The story follows the formation and struggles of a music group from a fictitious town in the heart of Tanzania, and addresses HIV prevention and treatment.

The project involved contemporary musicians from Tanzania such as Lady Jaydee, Banana Zoro, Enika and others together with Tanzanian actress Elizabeth Michael and was directed by Jordan Riber and others.

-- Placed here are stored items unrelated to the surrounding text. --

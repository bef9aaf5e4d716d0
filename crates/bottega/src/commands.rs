//! Subcommands and their execution

use std::io::Write;
use std::str::FromStr;

use bottega_core::analysis::{AnalysisMetric, SweepConfig, SweepParameter, sweep};
use bottega_core::model::ParamField;
use bottega_core::{ParameterSet, compute_pnl};
use clap::Subcommand;
use color_eyre::eyre::{WrapErr, bail};

use crate::data::{DataDirectory, ScenarioData};
use crate::report::{DEFAULT_SWEEP_METRICS, OutputFormat, render_report, render_sweep};

/// Comma-separated list of sweep deltas, e.g. `-2,0,2`
#[derive(Debug, Clone, PartialEq)]
pub struct DeltaList(pub Vec<f64>);

impl FromStr for DeltaList {
    type Err = String;

    fn from_str(s: &str) -> Result<Self, Self::Err> {
        s.split(',')
            .map(str::trim)
            .filter(|part| !part.is_empty())
            .map(|part| {
                part.parse::<f64>()
                    .map_err(|_| format!("invalid delta {part:?}"))
            })
            .collect::<Result<Vec<_>, _>>()
            .map(DeltaList)
    }
}

#[derive(Subcommand, Debug, Clone, PartialEq)]
pub enum Command {
    /// Print the monthly P&L statement for a scenario
    Report {
        /// Scenario file or stored scenario name (default: the reference scenario)
        scenario: Option<String>,

        #[arg(short, long, value_enum, default_value_t = OutputFormat::Text)]
        format: OutputFormat,
    },

    /// Print a sensitivity table over one or more parameters
    Sweep {
        /// Scenario file or stored scenario name (default: the reference scenario)
        scenario: Option<String>,

        /// Parameter to sweep; repeat together with --deltas for more dimensions
        #[arg(long = "field")]
        fields: Vec<ParamField>,

        /// Comma-separated deltas for the matching --field
        #[arg(long = "deltas", allow_hyphen_values = true)]
        deltas: Vec<DeltaList>,

        /// Metric column for the text table, repeatable (default: total_revenue,
        /// ebitda, safety_ratio)
        #[arg(long = "metric")]
        metrics: Vec<AnalysisMetric>,

        #[arg(short, long, value_enum, default_value_t = OutputFormat::Text)]
        format: OutputFormat,
    },

    /// Write the reference scenario into the data directory
    Init {
        /// Name of the new scenario
        #[arg(default_value = "reference")]
        name: String,

        /// Overwrite an existing scenario with the same name
        #[arg(long)]
        force: bool,
    },

    /// Check that every parameter of a scenario is within range
    Check {
        /// Scenario file or stored scenario name
        scenario: String,
    },

    /// List the scenarios stored in the data directory
    List,
}

/// How a command finished, for the process exit status
#[derive(Debug, Clone, Copy, PartialEq, Eq)]
pub enum Outcome {
    Success,
    /// The scenario has out-of-range parameters
    Invalid,
}

fn load(data_dir: &DataDirectory, scenario: Option<&str>) -> color_eyre::Result<ScenarioData> {
    match scenario {
        Some(scenario) => data_dir
            .load_scenario(scenario)
            .wrap_err_with(|| format!("Failed to load scenario {scenario:?}")),
        None => Ok(ScenarioData::reference()),
    }
}

/// Log out-of-range inputs without refusing to compute
fn warn_on_violations(name: &str, params: &ParameterSet) {
    for violation in params.violations() {
        tracing::warn!(
            scenario = name,
            field = %violation.field,
            value = violation.value,
            reason = violation.reason,
            "parameter out of range"
        );
    }
}

/// Pair up `--field` and `--deltas`, or fall back to the scenario's grid
fn sweep_config(
    scenario: &ScenarioData,
    fields: &[ParamField],
    deltas: &[DeltaList],
) -> color_eyre::Result<SweepConfig> {
    if fields.len() != deltas.len() {
        bail!(
            "got {} --field and {} --deltas; each field needs its own delta list",
            fields.len(),
            deltas.len()
        );
    }
    if fields.is_empty() {
        return Ok(scenario.sweep_config());
    }
    let parameters = fields
        .iter()
        .zip(deltas)
        .map(|(field, deltas)| SweepParameter::new(*field, deltas.0.clone()))
        .collect();
    Ok(SweepConfig::new(parameters))
}

fn write_text(out: &mut dyn Write, text: &str) -> std::io::Result<()> {
    out.write_all(text.as_bytes())?;
    if !text.ends_with('\n') {
        out.write_all(b"\n")?;
    }
    Ok(())
}

/// Run a command, writing its output to `out`
pub fn run(
    command: &Command,
    data_dir: &DataDirectory,
    out: &mut dyn Write,
) -> color_eyre::Result<Outcome> {
    match command {
        Command::Report { scenario, format } => {
            let scenario = load(data_dir, scenario.as_deref())?;
            warn_on_violations(&scenario.name, &scenario.parameters);

            let result = compute_pnl(&scenario.parameters);
            tracing::debug!(
                scenario = %scenario.name,
                revenue = result.total_revenue,
                ebitda = result.ebitda,
                "computed P&L"
            );
            write_text(out, &render_report(&scenario, &result, *format)?)?;
        }
        Command::Sweep {
            scenario,
            fields,
            deltas,
            metrics,
            format,
        } => {
            let scenario = load(data_dir, scenario.as_deref())?;
            warn_on_violations(&scenario.name, &scenario.parameters);

            let config = sweep_config(&scenario, fields, deltas)?;
            let results = sweep(&scenario.parameters, &config)
                .wrap_err("Invalid sensitivity configuration")?;
            tracing::info!(
                scenario = %scenario.name,
                cells = results.total_points(),
                "sweep complete"
            );
            let metrics: &[AnalysisMetric] = if metrics.is_empty() {
                &DEFAULT_SWEEP_METRICS
            } else {
                metrics
            };
            write_text(out, &render_sweep(&scenario, &results, metrics, *format)?)?;
        }
        Command::Init { name, force } => {
            let scenario = ScenarioData {
                name: name.clone(),
                ..ScenarioData::reference()
            };
            let path = data_dir.save_scenario(&scenario, *force)?;
            writeln!(out, "Wrote {}", path.display())?;
        }
        Command::Check { scenario } => {
            let scenario = load(data_dir, Some(scenario))?;
            let violations = scenario.parameters.violations();
            if violations.is_empty() {
                writeln!(
                    out,
                    "{}: all {} parameters within range",
                    scenario.name,
                    ParamField::COUNT
                )?;
            } else {
                writeln!(
                    out,
                    "{}: {} parameter(s) out of range",
                    scenario.name,
                    violations.len()
                )?;
                for violation in &violations {
                    writeln!(out, "  {violation}")?;
                }
                return Ok(Outcome::Invalid);
            }
        }
        Command::List => {
            let names = data_dir.list_scenarios()?;
            if names.is_empty() {
                tracing::info!(
                    data_dir = %data_dir.root().display(),
                    "no stored scenarios (run `bottega init`)"
                );
            }
            for name in names {
                writeln!(out, "{name}")?;
            }
        }
    }
    Ok(Outcome::Success)
}
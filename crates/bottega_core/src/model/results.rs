//! P&L results and the views derived from them
//!
//! `PnlResult` is the engine output. The statement and cost breakdown are
//! reshapings of the same numbers for display; they never recompute anything.

use serde::{Deserialize, Serialize};

/// Monthly profit-and-loss for one parameter set
#[derive(Debug, Clone, Copy, PartialEq, Serialize, Deserialize)]
pub struct PnlResult {
    /// Trading days per month, not rounded
    pub open_days_per_month: f64,

    pub rev_menu: f64,
    pub rev_cafe: f64,
    pub rev_shop: f64,
    pub total_revenue: f64,

    pub food_menu: f64,
    pub food_cafe: f64,
    pub food_shop: f64,
    pub total_food_cost: f64,

    pub labor_total: f64,
    pub fixed_cost_total: f64,

    /// Revenue minus food cost, before labor and fixed costs
    pub gross_profit: f64,
    /// Gross profit as a fraction of revenue; 0.0 when there is no revenue
    pub gross_margin_pct: f64,
    pub ebitda: f64,

    /// Revenue at which EBITDA is zero; `None` when the margin is not positive
    pub break_even_sales: Option<f64>,
    /// Revenue over break-even; `None` unless break-even is strictly positive
    pub safety_ratio: Option<f64>,
}

/// A row of the P&L statement
#[derive(Debug, Clone, Copy, PartialEq, Eq, Serialize, Deserialize)]
#[serde(rename_all = "snake_case")]
pub enum LineItem {
    RevenueMenu,
    RevenueCafe,
    RevenueShop,
    TotalRevenue,
    FoodCostMenu,
    FoodCostCafe,
    FoodCostShop,
    TotalFoodCost,
    GrossMargin,
    Labor,
    FixedCosts,
    Ebitda,
}

impl LineItem {
    #[must_use]
    pub fn label(self) -> &'static str {
        match self {
            Self::RevenueMenu => "Revenue - Menu",
            Self::RevenueCafe => "Revenue - Café/Bakery",
            Self::RevenueShop => "Revenue - Shop",
            Self::TotalRevenue => "TOTAL REVENUE",
            Self::FoodCostMenu => "Food cost - Menu",
            Self::FoodCostCafe => "Food cost - Café/Bakery",
            Self::FoodCostShop => "Food cost - Shop",
            Self::TotalFoodCost => "TOTAL FOOD COST",
            Self::GrossMargin => "GROSS MARGIN (Revenue - Food)",
            Self::Labor => "Total labor cost",
            Self::FixedCosts => "Fixed costs",
            Self::Ebitda => "EBITDA",
        }
    }

    /// Whether the row is a subtotal or total
    #[must_use]
    pub fn is_total(self) -> bool {
        matches!(
            self,
            Self::TotalRevenue | Self::TotalFoodCost | Self::GrossMargin | Self::Ebitda
        )
    }
}

/// One statement row: revenues positive, costs negative
#[derive(Debug, Clone, Copy, PartialEq, Serialize, Deserialize)]
pub struct StatementLine {
    pub item: LineItem,
    pub amount: f64,
}

/// Totals of the three cost families
#[derive(Debug, Clone, Copy, PartialEq, Serialize, Deserialize)]
pub struct CostBreakdown {
    pub food: f64,
    pub labor: f64,
    pub fixed: f64,
}

impl CostBreakdown {
    #[must_use]
    pub fn total(&self) -> f64 {
        self.food + self.labor + self.fixed
    }
}

impl PnlResult {
    /// Labor plus fixed costs: what the gross margin has to cover
    #[must_use]
    pub fn operating_costs(&self) -> f64 {
        self.labor_total + self.fixed_cost_total
    }

    /// EBITDA is zero or better
    #[must_use]
    pub fn is_profitable(&self) -> bool {
        self.ebitda >= 0.0
    }

    /// Revenue minus break-even sales, in currency.
    ///
    /// Positive above break-even, negative below it. This is an amount, not
    /// the dimensionless `safety_ratio`.
    #[must_use]
    pub fn revenue_above_break_even(&self) -> Option<f64> {
        self.break_even_sales.map(|be| self.total_revenue - be)
    }

    /// The P&L statement in display order, with costs as negative amounts
    #[must_use]
    pub fn statement(&self) -> Vec<StatementLine> {
        let line = |item, amount| StatementLine { item, amount };
        vec![
            line(LineItem::RevenueMenu, self.rev_menu),
            line(LineItem::RevenueCafe, self.rev_cafe),
            line(LineItem::RevenueShop, self.rev_shop),
            line(LineItem::TotalRevenue, self.total_revenue),
            line(LineItem::FoodCostMenu, -self.food_menu),
            line(LineItem::FoodCostCafe, -self.food_cafe),
            line(LineItem::FoodCostShop, -self.food_shop),
            line(LineItem::TotalFoodCost, -self.total_food_cost),
            line(LineItem::GrossMargin, self.gross_profit),
            line(LineItem::Labor, -self.labor_total),
            line(LineItem::FixedCosts, -self.fixed_cost_total),
            line(LineItem::Ebitda, self.ebitda),
        ]
    }

    #[must_use]
    pub fn cost_breakdown(&self) -> CostBreakdown {
        CostBreakdown {
            food: self.total_food_cost,
            labor: self.labor_total,
            fixed: self.fixed_cost_total,
        }
    }
}
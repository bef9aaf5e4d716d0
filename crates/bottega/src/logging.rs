use std::fs::{self, File, OpenOptions};
use std::io::{Read, Seek, SeekFrom, Write};
use std::path::{Path, PathBuf};
use std::sync::{Arc, Mutex};
use tracing_subscriber::fmt::MakeWriter;
use tracing_subscriber::{EnvFilter, fmt, layer::SubscriberExt, util::SubscriberInitExt};

/// Maximum log file size before rotation (5 MB)
const MAX_LOG_SIZE: u64 = 5 * 1024 * 1024;
/// Size to keep after rotation (1 MB of most recent logs)
const KEEP_SIZE: u64 = 1024 * 1024;

/// Where log lines go
#[derive(Debug, Clone, PartialEq, Eq)]
pub enum LogTarget {
    /// Standard error, leaving stdout to the report
    Stderr,
    /// `bottega.log` inside the given data directory
    File(PathBuf),
}

/// Trim the log file to its most recent `KEEP_SIZE` bytes once it grows past
/// `MAX_LOG_SIZE`.
fn rotate_log_if_needed(log_path: &Path) -> std::io::Result<()> {
    if !log_path.exists() {
        return Ok(());
    }

    let file_size = fs::metadata(log_path)?.len();
    if file_size <= MAX_LOG_SIZE {
        return Ok(());
    }

    let mut file = File::open(log_path)?;
    file.seek(SeekFrom::Start(file_size.saturating_sub(KEEP_SIZE)))?;
    let mut buffer = Vec::new();
    file.read_to_end(&mut buffer)?;
    drop(file);

    // Drop the partial first line
    let skip = buffer
        .iter()
        .position(|&b| b == b'\n')
        .map_or(0, |i| i + 1);

    let mut file = File::create(log_path)?;
    file.write_all(b"--- Log rotated (older entries removed) ---\n")?;
    file.write_all(&buffer[skip..])?;
    Ok(())
}

/// Hands out writers to a shared, append-mode log file
#[derive(Clone)]
struct LogWriterFactory {
    file: Arc<Mutex<File>>,
}

struct LogWriter {
    file: Arc<Mutex<File>>,
}

impl Write for LogWriter {
    fn write(&mut self, buf: &[u8]) -> std::io::Result<usize> {
        let mut file = self
            .file
            .lock()
            .map_err(|_| std::io::Error::other("log file lock poisoned"))?;
        file.write(buf)
    }

    fn flush(&mut self) -> std::io::Result<()> {
        let mut file = self
            .file
            .lock()
            .map_err(|_| std::io::Error::other("log file lock poisoned"))?;
        file.flush()
    }
}

impl<'a> MakeWriter<'a> for LogWriterFactory {
    type Writer = LogWriter;

    fn make_writer(&'a self) -> Self::Writer {
        LogWriter {
            file: self.file.clone(),
        }
    }
}

/// Default filter: the CLI at `level`, the engine at `warn`
fn default_filter(level: &str) -> String {
    format!("bottega={level},bottega_core=warn")
}

/// Initialize logging.
///
/// The level can be controlled via the `level` parameter or overridden by the
/// `RUST_LOG` environment variable. File logs rotate by size: past 5MB,
/// older entries are removed keeping only the last 1MB.
pub fn init_logging(target: &LogTarget, level: &str) -> color_eyre::Result<()> {
    let env_filter =
        EnvFilter::try_from_default_env().unwrap_or_else(|_| EnvFilter::new(default_filter(level)));

    match target {
        LogTarget::Stderr => {
            tracing_subscriber::registry()
                .with(env_filter)
                .with(
                    fmt::layer()
                        .with_writer(std::io::stderr)
                        .with_target(false)
                        .without_time(),
                )
                .init();
        }
        LogTarget::File(data_dir) => {
            fs::create_dir_all(data_dir)?;
            let log_path = data_dir.join("bottega.log");

            if let Err(e) = rotate_log_if_needed(&log_path) {
                eprintln!("Warning: Failed to rotate log file: {}", e);
            }

            let file = OpenOptions::new()
                .create(true)
                .append(true)
                .open(&log_path)?;
            let writer_factory = LogWriterFactory {
                file: Arc::new(Mutex::new(file)),
            };

            tracing_subscriber::registry()
                .with(env_filter)
                .with(
                    fmt::layer()
                        .with_writer(writer_factory)
                        .with_ansi(false)
                        .with_target(true)
                        .with_thread_ids(false),
                )
                .init();

            tracing::info!(log_path = %log_path.display(), "logging initialized");
        }
    }
    Ok(())
}

#[cfg(test)]
mod tests {
    use super::*;
    use tempfile::tempdir;

    #[test]
    fn test_default_filter() {
        assert_eq!(default_filter("debug"), "bottega=debug,bottega_core=warn");
    }

    #[test]
    fn test_small_log_is_not_rotated() {
        let dir = tempdir().unwrap();
        let path = dir.path().join("bottega.log");
        fs::write(&path, "line one\nline two\n").unwrap();

        rotate_log_if_needed(&path).unwrap();
        assert_eq!(fs::read_to_string(&path).unwrap(), "line one\nline two\n");
    }

    #[test]
    fn test_large_log_keeps_recent_whole_lines() {
        let dir = tempdir().unwrap();
        let path = dir.path().join("bottega.log");
        let line = "x".repeat(99) + "\n";
        let lines = (MAX_LOG_SIZE / 100 + 10) as usize;
        fs::write(&path, line.repeat(lines) + "last\n").unwrap();

        rotate_log_if_needed(&path).unwrap();

        let content = fs::read_to_string(&path).unwrap();
        assert!(content.starts_with("--- Log rotated"));
        assert!(content.ends_with("last\n"));
        assert!(content.len() as u64 <= KEEP_SIZE + 64);
        // Every retained line is complete
        assert!(content.lines().skip(1).all(|l| l == "last" || l.len() == 99));
    }

    #[test]
    fn test_missing_log_is_fine() {
        let dir = tempdir().unwrap();
        assert!(rotate_log_if_needed(&dir.path().join("absent.log")).is_ok());
    }
}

The Wahapahapa radio drama takes place in Kalumbi, a fictional town somewhere in the heart of Tanzania. Wahapahapa’s main characters are a group of musicians, The Homeboys Band, and the programme explores the impact of HIV/AIDS on young adults through the lives of the band members, their families, and friends. Three additional interweaving storylines communicate specific behaviour change objectives through transitional characters. There is the storyline of Mainda (Elizabeth Michael) and her mother Monika who have a tenuous relationship. Their story stresses the importance of parent-child communication in protecting youth as they navigate through the difficult period of adolescence. Tausi, an HIV-positive woman who eventually joins the band, is a talented young musician trying to pursue her dreams. Tausi’s story explores the challenges of disclosure, living positively, and confronting stigma. Ray, also HIV-positive, models the trials and tribulations of anti-retroviral treatment (ART). Ray works at the local Masifa (Pride) radio station, and, on his music talk-show Mwale wa Jua (Ray of Sunshine), he conducts live interviews of contemporary Tanzanian musicians.

Wahapahapa as the part of Mwamba Ngoma documentary won, Best Feature Documentary at the Northwest Film Festival, 2011; and nominated for best documentary at FESPACO and at the 6th Africa Movie Academy Awards.